Extracted material Block Start

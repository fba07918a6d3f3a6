use thiserror::Error;

#[derive(Debug, Error)]
pub enum HwError {
    #[error("no controller interface at index {index} ({count} found)")]
    NoDevice { index: usize, count: usize },
    #[error("device not open")]
    NotOpen,
    #[error("controller is disconnected or powered off")]
    Disconnected,
    #[error("timing firmware not found: {0}")]
    Firmware(String),
    #[error("timed out after {0:?}")]
    Timeout(std::time::Duration),
    #[error("io: {0}")]
    Io(#[from] std::io::Error),
}

pub type Result<T> = std::result::Result<T, HwError>;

Extracted material Block End

| Exercise goal |
Show every line above in which the word "controller" is found.

| Answer to this exercise |
    #[error("no controller interface at index {index} ({count} found)")]
    #[error("controller is disconnected or powered off")]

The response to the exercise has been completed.